- Type: Anabaptist
- Classification: River Brethren
- Orientation: Conservative Holiness Movement
- Origin: 1964
- Separated from: Brethren in Christ Church

= Calvary Holiness Church (Philadelphia) =

River Brethren denomination of Christianity

The Calvary Holiness Church is a small River Brethren denomination of Christianity in the Radical Pietistic tradition and is part of the conservative holiness movement. It is a division from the Brethren in Christ Church.

== History ==
The origins of the Calvary Holiness Church are a part of the history of the River Brethren tradition of Anabaptist Christianity.
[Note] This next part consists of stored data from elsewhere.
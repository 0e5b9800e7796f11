//! The analysis pipeline and the bookkeeping around repeated edits.
//!
//! [`analyze`] runs tokenize, score, explain, validate and execute for one
//! request. [`Session`] keeps the result of the newest request only, and
//! [`Debouncer`] coalesces bursts of edits into one request.

use std::time::{Duration, Instant};

use serde::Serialize;

use crate::complexity::{self, Difficulty};
use crate::engine::{self, Match, Validation};
use crate::explain::{Explanation, KnowledgeBase, Resolver};
use crate::flags::Flags;
use crate::pattern::{Token, tokenize};

/// One pattern, flag set and sample text to analyze together.
#[derive(Debug, Clone, PartialEq, Eq)]
pub struct Request {
    pub pattern: String,
    pub flags: Flags,
    pub text: String,
}

impl Request {
    pub fn new(pattern: impl Into<String>, flags: Flags, text: impl Into<String>) -> Self {
        Self {
            pattern: pattern.into(),
            flags,
            text: text.into(),
        }
    }
}

/// Everything computed for a request.
#[derive(Debug, Serialize)]
pub struct Analysis {
    pub pattern: String,
    pub flags: String,
    pub tokens: Vec<Token>,
    #[serde(skip_serializing_if = "Option::is_none")]
    pub score: Option<u8>,
    #[serde(skip_serializing_if = "Option::is_none")]
    pub difficulty: Option<Difficulty>,
    /// One per token, in token order.
    pub explanations: Vec<Explanation>,
    pub validation: Validation,
    pub matches: Vec<Match>,
    /// Set when a valid pattern failed while matching.
    #[serde(skip_serializing_if = "Option::is_none")]
    pub execution_error: Option<String>,
}

/// Run the whole pipeline for `request`.
///
/// Matching only runs when the pattern compiles.
pub fn analyze<K: KnowledgeBase + ?Sized>(request: &Request, kb: &K) -> Analysis {
    let tokens = tokenize(&request.pattern);
    let score = complexity::score(&tokens);
    let resolver = Resolver::new(kb).with_flags(request.flags);
    let explanations = tokens.iter().map(|t| resolver.explain(t)).collect();

    let compiled = engine::compile(&request.pattern, request.flags);
    let (validation, matches, execution_error) = match compiled {
        Ok(compiled) => match compiled.execute(&request.text) {
            Ok(matches) => (Validation::ok(), matches, None),
            Err(err) => (Validation::ok(), Vec::new(), Some(err.to_string())),
        },
        Err(err) => (Validation::failed(&err), Vec::new(), None),
    };

    Analysis {
        pattern: request.pattern.clone(),
        flags: request.flags.to_string(),
        tokens,
        score,
        difficulty: score.map(Difficulty::from_score),
        explanations,
        validation,
        matches,
        execution_error,
    }
}

/// Identifies one submitted request.
#[derive(Debug, Clone, Copy, PartialEq, Eq, PartialOrd, Ord)]
pub struct Ticket(u64);

/// Keeps the analysis of the newest request; older results are discarded.
pub struct Session<K> {
    kb: K,
    generation: u64,
    latest: Option<Analysis>,
}

impl<K: KnowledgeBase> Session<K> {
    pub fn new(kb: K) -> Self {
        Self {
            kb,
            generation: 0,
            latest: None,
        }
    }

    /// Start a request, superseding every earlier one.
    pub fn begin(&mut self) -> Ticket {
        self.generation += 1;
        Ticket(self.generation)
    }

    pub fn is_current(&self, ticket: Ticket) -> bool {
        ticket.0 == self.generation
    }

    /// Compute the analysis for a started request.
    pub fn analyze(&self, request: &Request) -> Analysis {
        analyze(request, &self.kb)
    }

    /// Store `analysis` if `ticket` is still the newest request.
    ///
    /// Returns false, dropping the analysis, when a newer request has started.
    pub fn complete(&mut self, ticket: Ticket, analysis: Analysis) -> bool {
        if !self.is_current(ticket) {
            return false;
        }
        self.latest = Some(analysis);
        true
    }

    /// Begin, analyze and complete in one step.
    pub fn run(&mut self, request: &Request) -> Option<&Analysis> {
        let ticket = self.begin();
        let analysis = self.analyze(request);
        self.complete(ticket, analysis);
        self.latest.as_ref()
    }

    pub fn latest(&self) -> Option<&Analysis> {
        self.latest.as_ref()
    }
}

/// Trailing-edge debouncer: an item is released once no newer item has been
/// pushed for `window`.
#[derive(Debug)]
pub struct Debouncer<T> {
    window: Duration,
    pending: Option<(T, Instant)>,
}

impl<T> Debouncer<T> {
    pub fn new(window: Duration) -> Self {
        Self {
            window,
            pending: None,
        }
    }

    /// Replace any pending item and restart the window.
    pub fn push(&mut self, item: T, now: Instant) {
        self.pending = Some((item, now));
    }

    /// Release the pending item if its window has elapsed at `now`.
    pub fn poll(&mut self, now: Instant) -> Option<T> {
        match &self.pending {
            Some((_, pushed)) if now.saturating_duration_since(*pushed) >= self.window => {
                self.pending.take().map(|(item, _)| item)
            }
            _ => None,
        }
    }

    /// When the pending item becomes due, if there is one.
    pub fn deadline(&self) -> Option<Instant> {
        self.pending.as_ref().map(|(_, pushed)| *pushed + self.window)
    }

    pub fn is_pending(&self) -> bool {
        self.pending.is_some()
    }
}

#[cfg(test)]
mod tests {
    use super::*;
    use crate::explain::BuiltinKnowledge;
    use crate::pattern::TokenKind;

    fn request(pattern: &str, text: &str) -> Request {
        Request::new(pattern, Flags::global(), text)
    }

    #[test]
    fn valid_pattern_is_matched() {
        let analysis = analyze(&request(r"\d+", "a1 b22"), &BuiltinKnowledge);
        assert!(analysis.validation.valid);
        assert_eq!(analysis.matches.len(), 2);
        assert_eq!(analysis.explanations.len(), analysis.tokens.len());
        assert_eq!(analysis.flags, "g");
    }

    #[test]
    fn invalid_pattern_is_not_matched() {
        let analysis = analyze(&request("a(", "a("), &BuiltinKnowledge);
        assert!(!analysis.validation.valid);
        assert!(analysis.validation.error_message.is_some());
        assert!(analysis.matches.is_empty());
        assert_eq!(analysis.tokens[1].kind, TokenKind::Literal);
        assert_eq!(analysis.tokens[1].value, "(");
    }

    #[test]
    fn execution_failure_keeps_pattern_valid() {
        let analysis = analyze(&request(r"(a+)+\1b", &"a".repeat(30)), &BuiltinKnowledge);
        assert!(analysis.validation.valid);
        assert!(analysis.matches.is_empty());
        let message = analysis.execution_error.unwrap();
        assert!(message.starts_with("execution failed: "), "{message}");
    }

    #[test]
    fn empty_pattern_has_no_score() {
        let analysis = analyze(&request("", "abc"), &BuiltinKnowledge);
        assert!(analysis.tokens.is_empty());
        assert_eq!(analysis.score, None);
        assert_eq!(analysis.difficulty, None);
    }

    #[test]
    fn stale_result_is_discarded() {
        let mut session = Session::new(BuiltinKnowledge);
        let first = session.begin();
        let old = session.analyze(&request("a", "a"));
        let second = session.begin();
        let new = session.analyze(&request("b", "b"));

        assert!(!session.complete(first, old));
        assert!(session.latest().is_none());
        assert!(session.complete(second, new));
        assert_eq!(session.latest().map(|a| a.pattern.as_str()), Some("b"));
    }

    #[test]
    fn run_keeps_newest() {
        let mut session = Session::new(BuiltinKnowledge);
        session.run(&request("a", "a"));
        let latest = session.run(&request("b+", "bbb")).unwrap();
        assert_eq!(latest.pattern, "b+");
        assert_eq!(latest.matches[0].value, "bbb");
    }

    #[test]
    fn debouncer_releases_after_quiet_window() {
        let start = Instant::now();
        let ms = Duration::from_millis;
        let mut debouncer = Debouncer::new(ms(100));

        debouncer.push("a", start);
        debouncer.push("ab", start + ms(50));
        assert_eq!(debouncer.poll(start + ms(120)), None);
        assert_eq!(debouncer.deadline(), Some(start + ms(150)));
        assert_eq!(debouncer.poll(start + ms(150)), Some("ab"));
        assert!(!debouncer.is_pending());
        assert_eq!(debouncer.poll(start + ms(500)), None);
    }
}
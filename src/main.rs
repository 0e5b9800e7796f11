use std::fs;
use std::io::{self, IsTerminal, Read};
use std::path::PathBuf;

use anyhow::{Context, Result};
use clap::Parser;

use regex_lens::report::{self, CrosstermOutput, Options, PlainOutput};
use regex_lens::{BuiltinKnowledge, Flags, Request, analyze};

#[derive(Parser, Debug)]
#[command(author, version, about, long_about = None)]
struct Args {
    /// Pattern to explain
    #[arg(value_name = "PATTERN")]
    pattern: String,

    /// Flags, any of "gimsuy"
    #[arg(short = 'f', long, default_value = "g")]
    flags: Flags,

    /// Sample text to match against
    #[arg(short = 't', long, conflicts_with = "file")]
    text: Option<String>,

    /// Read the sample text from a file ("-" for stdin)
    #[arg(long, value_name = "FILE")]
    file: Option<PathBuf>,

    /// Print the analysis as JSON
    #[arg(long)]
    json: bool,

    /// Disable colours
    #[arg(long)]
    no_color: bool,

    /// Narrate the contents of groups and sets
    #[arg(short = 'n', long)]
    narrate: bool,
}

fn sample_text(args: &Args) -> Result<String> {
    if let Some(text) = &args.text {
        return Ok(text.clone());
    }
    match &args.file {
        Some(path) if path.as_os_str() == "-" => {
            let mut text = String::new();
            io::stdin()
                .read_to_string(&mut text)
                .context("Failed to read stdin")?;
            Ok(text)
        }
        Some(path) => {
            fs::read_to_string(path).with_context(|| format!("Failed to read {}", path.display()))
        }
        None => Ok(String::new()),
    }
}

fn main() -> Result<()> {
    let args = Args::parse();
    let text = sample_text(&args)?;
    let request = Request::new(args.pattern.as_str(), args.flags, text);

    let analysis = analyze(&request, &BuiltinKnowledge);

    if args.json {
        let stdout = io::stdout();
        let mut out = stdout.lock();
        serde_json::to_writer_pretty(&mut out, &analysis)?;
        println!();
    } else {
        let options = Options {
            narrate: args.narrate,
        };
        if args.no_color || !io::stdout().is_terminal() {
            let mut out = PlainOutput::default();
            report::render(&mut out, &analysis, &request.text, options);
            print!("{}", out.buffer);
        } else {
            let mut out = CrosstermOutput::new(io::stdout().lock());
            report::render(&mut out, &analysis, &request.text, options);
            out.flush()?;
        }
    }

    if !analysis.validation.valid {
        std::process::exit(1);
    }
    Ok(())
}
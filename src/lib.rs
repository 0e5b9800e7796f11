//! Explains regular expressions in plain language and runs them against
//! sample text.
//!
//! A pattern is split into classified tokens, each token is resolved to an
//! explanation, the whole pattern gets a complexity score, and the pattern is
//! validated and executed on the `fancy-regex` engine.
//!
//! # Example
//!
//! ```rust
//! use regex_lens::{BuiltinKnowledge, Flags, Resolver, TokenKind, execute, tokenize};
//!
//! let tokens = tokenize("(?:abc)+");
//! assert_eq!(tokens.len(), 1);
//! assert_eq!(tokens[0].kind, TokenKind::GroupNoncapture);
//! assert_eq!(tokens[0].value, "(?:abc)+");
//!
//! let explanation = Resolver::new(&BuiltinKnowledge).explain(&tokens[0]);
//! assert_eq!(explanation.repetition.as_deref(), Some("1 or more times"));
//! assert_eq!(explanation.narration[0].text, "the literal text \"abc\"");
//!
//! let matches = execute("a{2,4}", Flags::global(), "aaaa aaa aa a").unwrap();
//! let values: Vec<_> = matches.iter().map(|m| m.value.as_str()).collect();
//! assert_eq!(values, ["aaaa", "aaa", "aa"]);
//! ```

pub mod complexity;
pub mod engine;
pub mod explain;
mod flags;
pub mod pattern;
pub mod report;
pub mod session;

pub use complexity::{Difficulty, score};
pub use engine::{CompiledPattern, EngineError, Match, Validation, compile, execute, validate};
pub use explain::{
    BuiltinKnowledge, Explanation, KnowledgeBase, Narration, Resolver, explain_contents,
};
pub use flags::{Flags, FlagsError};
pub use pattern::{Token, TokenKind, find_closing_delimiter, tokenize};
pub use session::{Analysis, Debouncer, Request, Session, analyze};
//! Complexity scoring of a tokenized pattern.

use serde::Serialize;

use crate::pattern::{Token, TokenKind};

/// Fixed cost of one token of the given kind.
pub fn weight(kind: TokenKind) -> u32 {
    match kind {
        TokenKind::Literal
        | TokenKind::CharacterClass
        | TokenKind::Anchor
        | TokenKind::Boundary
        | TokenKind::Comment
        | TokenKind::EscapeSpecial => 1,
        TokenKind::CharacterSet
        | TokenKind::PosixClass
        | TokenKind::Alternation
        | TokenKind::EscapeControl
        | TokenKind::EscapeHex
        | TokenKind::EscapeUnicode
        | TokenKind::EscapeOctal
        | TokenKind::LiteralMode => 2,
        TokenKind::QuantifierGreedy
        | TokenKind::GroupNoncapture
        | TokenKind::ModeModifier
        | TokenKind::UnicodeProperty => 3,
        TokenKind::QuantifierLazy | TokenKind::GroupCapture => 4,
        TokenKind::QuantifierPossessive
        | TokenKind::GroupNamed
        | TokenKind::BackreferenceNumbered => 5,
        TokenKind::AssertionLookaheadPos
        | TokenKind::BackreferenceNamed
        | TokenKind::SpecialConstruct => 6,
        TokenKind::AssertionLookaheadNeg
        | TokenKind::AssertionLookbehindPos
        | TokenKind::GroupAtomic => 7,
        TokenKind::AssertionLookbehindNeg | TokenKind::GroupBranchReset => 8,
        TokenKind::GroupConditional | TokenKind::Subroutine => 9,
        TokenKind::Recursion | TokenKind::Verb => 10,
    }
}

/// Score `tokens` on a 0-100 scale: the mean weight times ten, capped at 100.
///
/// An empty pattern has no score.
pub fn score(tokens: &[Token]) -> Option<u8> {
    if tokens.is_empty() {
        return None;
    }
    let total: u32 = tokens.iter().map(|t| weight(t.kind)).sum();
    let mean = f64::from(total) / tokens.len() as f64;
    Some((mean * 10.0).round().min(100.0) as u8)
}

/// Coarse band for a score, used by summary indicators.
#[derive(Debug, Clone, Copy, PartialEq, Eq, PartialOrd, Ord, Serialize)]
#[serde(rename_all = "lowercase")]
pub enum Difficulty {
    Simple,
    Moderate,
    Complex,
    Expert,
}

impl Difficulty {
    pub fn from_score(score: u8) -> Self {
        match score {
            0..=20 => Difficulty::Simple,
            21..=40 => Difficulty::Moderate,
            41..=65 => Difficulty::Complex,
            _ => Difficulty::Expert,
        }
    }

    pub fn label(self) -> &'static str {
        match self {
            Difficulty::Simple => "simple",
            Difficulty::Moderate => "moderate",
            Difficulty::Complex => "complex",
            Difficulty::Expert => "expert",
        }
    }
}

#[cfg(test)]
mod tests {
    use super::*;
    use crate::pattern::tokenize;

    #[test]
    fn empty_has_no_score() {
        assert_eq!(score(&[]), None);
    }

    #[test]
    fn plain_literals_score_ten() {
        assert_eq!(score(&tokenize("abc")), Some(10));
    }

    #[test]
    fn mean_is_rounded() {
        // literal (1) + character-set (2) = 1.5 -> 15
        assert_eq!(score(&tokenize("a[bc]")), Some(15));
        // group-capture (4), character-class (1), backreference (5) = 3.33 -> 33
        assert_eq!(score(&tokenize(r"(\w+)\s+\1")), Some(33));
    }

    #[test]
    fn recursion_saturates() {
        assert_eq!(score(&tokenize("(?R)")), Some(100));
        assert_eq!(score(&tokenize("(*FAIL)(?R)")), Some(100));
    }

    #[test]
    fn every_kind_is_weighted_between_one_and_ten() {
        for kind in TokenKind::ALL {
            assert!((1..=10).contains(&weight(kind)), "{kind}");
        }
    }

    #[test]
    fn difficulty_bands() {
        assert_eq!(Difficulty::from_score(10), Difficulty::Simple);
        assert_eq!(Difficulty::from_score(33), Difficulty::Moderate);
        assert_eq!(Difficulty::from_score(50), Difficulty::Complex);
        assert_eq!(Difficulty::from_score(100), Difficulty::Expert);
    }
}
//! Validation and match execution on the host engine.
//!
//! Patterns are compiled with `fancy_regex`, which adds backreferences and
//! lookaround on top of the `regex` crate. The `i`, `m` and `s` flags become an
//! inline `(?ims)` prefix; every other flag is applied while iterating. Parse
//! error positions are reported against the pattern as written, not the
//! prefixed source.

use std::collections::BTreeMap;

use serde::Serialize;
use thiserror::Error;

use crate::flags::Flags;

#[derive(Error, Debug)]
pub enum EngineError {
    #[error(transparent)]
    Compile(fancy_regex::Error),

    #[error("execution failed: {0}")]
    Execution(fancy_regex::Error),
}

/// Outcome of compiling a pattern without running it.
#[derive(Debug, Clone, PartialEq, Eq, Serialize)]
pub struct Validation {
    pub valid: bool,
    #[serde(skip_serializing_if = "Option::is_none")]
    pub error_message: Option<String>,
}

impl Validation {
    pub fn ok() -> Self {
        Self {
            valid: true,
            error_message: None,
        }
    }

    pub fn failed(err: &EngineError) -> Self {
        Self {
            valid: false,
            error_message: Some(err.to_string()),
        }
    }
}

/// One match of a pattern in the sample text. Offsets are in bytes.
#[derive(Debug, Clone, PartialEq, Eq, Serialize)]
pub struct Match {
    pub value: String,
    pub start: usize,
    pub end: usize,
    /// Numbered groups from 1, `None` where a group did not participate.
    pub groups: Vec<Option<String>>,
    #[serde(skip_serializing_if = "BTreeMap::is_empty")]
    pub named: BTreeMap<String, Option<String>>,
}

/// A pattern compiled under a set of flags.
#[derive(Debug)]
pub struct CompiledPattern {
    regex: fancy_regex::Regex,
    flags: Flags,
    names: Vec<String>,
}

/// Compile `pattern` under `flags`.
pub fn compile(pattern: &str, flags: Flags) -> Result<CompiledPattern, EngineError> {
    let prefix = flags.inline_prefix();
    let source = format!("{prefix}{pattern}");
    let regex = fancy_regex::Regex::new(&source).map_err(|err| match err {
        fancy_regex::Error::ParseError(pos, kind) => EngineError::Compile(
            fancy_regex::Error::ParseError(pos.saturating_sub(prefix.len()), kind),
        ),
        err => EngineError::Compile(err),
    })?;
    let names = regex
        .capture_names()
        .flatten()
        .map(str::to_string)
        .collect();
    Ok(CompiledPattern {
        regex,
        flags,
        names,
    })
}

/// Check that `pattern` compiles. Never panics.
pub fn validate(pattern: &str, flags: Flags) -> Validation {
    match compile(pattern, flags) {
        Ok(_) => Validation::ok(),
        Err(err) => Validation::failed(&err),
    }
}

/// Compile and run in one step; nothing is matched if compilation fails.
pub fn execute(pattern: &str, flags: Flags, text: &str) -> Result<Vec<Match>, EngineError> {
    compile(pattern, flags)?.execute(text)
}

impl CompiledPattern {
    /// Names of the named groups, in declaration order.
    pub fn group_names(&self) -> &[String] {
        &self.names
    }

    /// Every non-overlapping match in `text`, left to right.
    ///
    /// With the sticky flag each match must start exactly where the previous
    /// one ended, the first at 0, and enumeration stops at the first gap. An
    /// empty sticky match moves the next start on by one character.
    pub fn execute(&self, text: &str) -> Result<Vec<Match>, EngineError> {
        if self.flags.sticky {
            return self.execute_sticky(text);
        }
        let mut matches = Vec::new();
        for caps in self.regex.captures_iter(text) {
            let caps = caps.map_err(EngineError::Execution)?;
            matches.extend(self.to_match(&caps));
        }
        Ok(matches)
    }

    fn execute_sticky(&self, text: &str) -> Result<Vec<Match>, EngineError> {
        let mut matches = Vec::new();
        let mut pos = 0;
        while pos <= text.len() {
            let caps = self
                .regex
                .captures_from_pos(text, pos)
                .map_err(EngineError::Execution)?;
            let Some(found) = caps.as_ref().and_then(|caps| self.to_match(caps)) else {
                break;
            };
            if found.start != pos {
                break;
            }
            pos = if found.end > found.start {
                found.end
            } else {
                match text[pos..].chars().next() {
                    Some(c) => pos + c.len_utf8(),
                    None => text.len() + 1,
                }
            };
            matches.push(found);
        }
        Ok(matches)
    }

    fn to_match(&self, caps: &fancy_regex::Captures<'_>) -> Option<Match> {
        let whole = caps.get(0)?;
        let groups = (1..caps.len())
            .map(|i| caps.get(i).map(|m| m.as_str().to_string()))
            .collect();
        let named = self
            .names
            .iter()
            .map(|name| {
                let value = caps.name(name).map(|m| m.as_str().to_string());
                (name.clone(), value)
            })
            .collect();
        Some(Match {
            value: whole.as_str().to_string(),
            start: whole.start(),
            end: whole.end(),
            groups,
            named,
        })
    }
}

#[cfg(test)]
mod tests {
    use super::*;

    fn values(matches: &[Match]) -> Vec<&str> {
        matches.iter().map(|m| m.value.as_str()).collect()
    }

    #[test]
    fn bounded_repetition_prefers_maximum() {
        let matches = execute("a{2,4}", Flags::global(), "aaaa aaa aa a").unwrap();
        assert_eq!(values(&matches), ["aaaa", "aaa", "aa"]);
        assert_eq!((matches[1].start, matches[1].end), (5, 8));
    }

    #[test]
    fn invalid_pattern_is_reported() {
        let validation = validate("a(", Flags::global());
        assert!(!validation.valid);
        assert!(validation.error_message.is_some_and(|m| !m.is_empty()));
        assert!(matches!(
            execute("a(", Flags::global(), "a"),
            Err(EngineError::Compile(_))
        ));
    }

    #[test]
    fn valid_pattern() {
        assert_eq!(validate(r"\d+", Flags::default()), Validation::ok());
    }

    #[test]
    fn zero_matches_is_empty() {
        assert!(execute("z", Flags::global(), "abc").unwrap().is_empty());
    }

    #[test]
    fn backreference_groups() {
        let matches = execute(r"(\w+)\s+\1", Flags::global(), "the the").unwrap();
        assert_eq!(values(&matches), ["the the"]);
        assert_eq!(matches[0].groups, vec![Some("the".to_string())]);
    }

    #[test]
    fn non_participating_group_is_none() {
        let matches = execute("(a)|(b)", Flags::global(), "b").unwrap();
        assert_eq!(matches[0].groups, vec![None, Some("b".to_string())]);
    }

    #[test]
    fn named_groups() {
        let compiled = compile(r"(?<y>\d{4})-(?<m>\d\d)?", Flags::global()).unwrap();
        assert_eq!(compiled.group_names(), ["y", "m"]);
        let matches = compiled.execute("2024-").unwrap();
        assert_eq!(matches[0].named["y"].as_deref(), Some("2024"));
        assert_eq!(matches[0].named["m"], None);
    }

    #[test]
    fn inline_flags_apply() {
        let flags: Flags = "gi".parse().unwrap();
        assert_eq!(values(&execute("abc", flags, "ABC abc").unwrap()), ["ABC", "abc"]);
        let flags: Flags = "gm".parse().unwrap();
        assert_eq!(values(&execute("^x", flags, "x\nx").unwrap()), ["x", "x"]);
        let flags: Flags = "gs".parse().unwrap();
        assert_eq!(values(&execute("a.b", flags, "a\nb").unwrap()), ["a\nb"]);
        assert!(execute("a.b", Flags::global(), "a\nb").unwrap().is_empty());
    }

    #[test]
    fn sticky_stops_at_gap() {
        let flags: Flags = "gy".parse().unwrap();
        assert_eq!(values(&execute("a", flags, "aab a").unwrap()), ["a", "a"]);
        assert!(execute("a", flags, "ba").unwrap().is_empty());
    }

    #[test]
    fn sticky_empty_match_advances_one_character() {
        let flags: Flags = "gy".parse().unwrap();
        let spans = |text| {
            execute("a*", flags, text)
                .unwrap()
                .iter()
                .map(|m| (m.start, m.end))
                .collect::<Vec<_>>()
        };
        assert_eq!(spans("b"), [(0, 0), (1, 1)]);
        assert_eq!(spans("ab"), [(0, 1), (1, 1), (2, 2)]);
        assert_eq!(spans("é"), [(0, 0), (2, 2)]);
    }

    #[test]
    fn error_position_ignores_flag_prefix() {
        for pattern in ["a(", "a)"] {
            let plain = validate(pattern, Flags::global());
            assert!(plain.error_message.is_some());
            for flags in ["gi", "gims"] {
                let flagged = validate(pattern, flags.parse().unwrap());
                assert_eq!(flagged.error_message, plain.error_message, "{pattern} /{flags}");
            }
        }
    }

    #[test]
    fn runaway_backtracking_is_an_execution_error() {
        let err = execute(r"(a+)+\1b", Flags::global(), &"a".repeat(30)).unwrap_err();
        assert!(matches!(err, EngineError::Execution(_)));
        assert!(err.to_string().starts_with("execution failed: "));
    }

    #[test]
    fn lookaround_is_supported() {
        let matches = execute(r"(?<=\$)\d+", Flags::global(), "cost: $42").unwrap();
        assert_eq!(values(&matches), ["42"]);
        assert_eq!(matches[0].start, 7);
    }

    #[test]
    fn offsets_slice_the_text() {
        let text = "héllo wörld";
        for m in execute(r"\w+", Flags::global(), text).unwrap() {
            assert_eq!(&text[m.start..m.end], m.value);
        }
    }
}
//! Plain-language explanations of tokens.
//!
//! [`Resolver`] turns a [`Token`](crate::pattern::Token) into an
//! [`Explanation`] looked up from a [`KnowledgeBase`]; [`explain_contents`]
//! narrates the inside of a group or set as nested bullets.

pub mod knowledge;
pub mod narrate;
pub mod resolver;

use serde::{Serialize, Serializer};

pub use knowledge::{BuiltinKnowledge, Category, KnowledgeBase};
pub use narrate::{describe_quantifier, explain_contents, narrate_token};
pub use resolver::Resolver;

/// What one construct does, for a detail panel.
#[derive(Debug, Clone, Default, PartialEq, Eq, Serialize)]
pub struct Explanation {
    pub title: String,
    pub description: String,
    #[serde(skip_serializing_if = "Option::is_none")]
    pub syntax: Option<String>,
    #[serde(skip_serializing_if = "Option::is_none")]
    pub example: Option<String>,
    #[serde(skip_serializing_if = "Option::is_none")]
    pub matches: Option<String>,
    #[serde(skip_serializing_if = "Option::is_none")]
    pub details: Option<String>,
    #[serde(skip_serializing_if = "Option::is_none")]
    pub reference: Option<String>,
    #[serde(skip_serializing_if = "Vec::is_empty")]
    pub caveats: Vec<String>,
    /// How often the construct repeats, when a quantifier is folded into it.
    #[serde(skip_serializing_if = "Option::is_none")]
    pub repetition: Option<String>,
    /// Narration of the construct's contents, filled in on demand.
    /// Serialized as a flat outline of `{depth, text, quantifier}` rows.
    #[serde(skip_serializing_if = "Vec::is_empty", serialize_with = "serialize_outline")]
    pub narration: Vec<Narration>,
}

impl Explanation {
    pub fn new(title: impl Into<String>, description: impl Into<String>) -> Self {
        Self {
            title: title.into(),
            description: description.into(),
            ..Self::default()
        }
    }
}

/// One bullet in the narration of a sub-pattern.
#[derive(Debug, Clone, PartialEq, Eq)]
pub struct Narration {
    pub text: String,
    pub quantifier: Option<String>,
    pub children: Vec<Narration>,
}

impl Narration {
    pub fn new(text: impl Into<String>) -> Self {
        Self {
            text: text.into(),
            quantifier: None,
            children: Vec::new(),
        }
    }

    /// The bullet text with its quantifier clause appended.
    pub fn line(&self) -> String {
        match (&self.quantifier, self.text.strip_suffix(':')) {
            (Some(q), Some(head)) => format!("{head} ({q}):"),
            (Some(q), None) => format!("{}, {}", self.text, q),
            (None, _) => self.text.clone(),
        }
    }
}

impl Drop for Narration {
    // Unlink descendants one at a time so deep trees don't drop recursively.
    fn drop(&mut self) {
        let mut pending = std::mem::take(&mut self.children);
        while let Some(mut entry) = pending.pop() {
            pending.append(&mut entry.children);
        }
    }
}

/// Pre-order walk over `entries` and all their descendants, with depth.
pub fn outline(entries: &[Narration]) -> impl Iterator<Item = (usize, &Narration)> {
    let mut stack: Vec<_> = entries.iter().rev().map(|entry| (0, entry)).collect();
    std::iter::from_fn(move || {
        let (depth, entry) = stack.pop()?;
        stack.extend(entry.children.iter().rev().map(|child| (depth + 1, child)));
        Some((depth, entry))
    })
}

/// Render a whole narration as an indented bullet list.
pub fn render_narration(entries: &[Narration]) -> String {
    let mut out = String::new();
    for (depth, entry) in outline(entries) {
        out.push_str(&"  ".repeat(depth));
        out.push_str("- ");
        out.push_str(&entry.line());
        out.push('\n');
    }
    out
}

#[derive(Serialize)]
struct OutlineRow<'a> {
    depth: usize,
    text: &'a str,
    #[serde(skip_serializing_if = "Option::is_none")]
    quantifier: Option<&'a str>,
}

fn serialize_outline<S: Serializer>(
    entries: &[Narration],
    serializer: S,
) -> Result<S::Ok, S::Error> {
    serializer.collect_seq(outline(entries).map(|(depth, entry)| OutlineRow {
        depth,
        text: &entry.text,
        quantifier: entry.quantifier.as_deref(),
    }))
}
The Calvary Holiness Church began in 1963 when the Philadelphia Brethren in Christ congregation (org. 1897) withdrew from the Brethren in Christ, rejecting perceived changes in the denomination's faith and practice. Members from various Brethren in Christ congregations, including those in Hanover, Millersburg, and Massillon, joined the Calvary Holiness Church, which incorporated in 1964. The Calvary Holiness Church sought to continue to emphasize the wearing of a headcovering (veil) by women, plain dress, temperance, washing of the saints' feet, and nonresistance. Members of the Calvary Holiness Church carefully observe the Lord's Day through worshipping God in Sunday morning and Sunday evening services. Calvary Holiness adherents do not join secret societies. By 1980, the Calvary Holiness Church had two congregations with about 40 members. The congregation in Apple Creek, Ohio, had an emphasis on youth ministry for a number of years.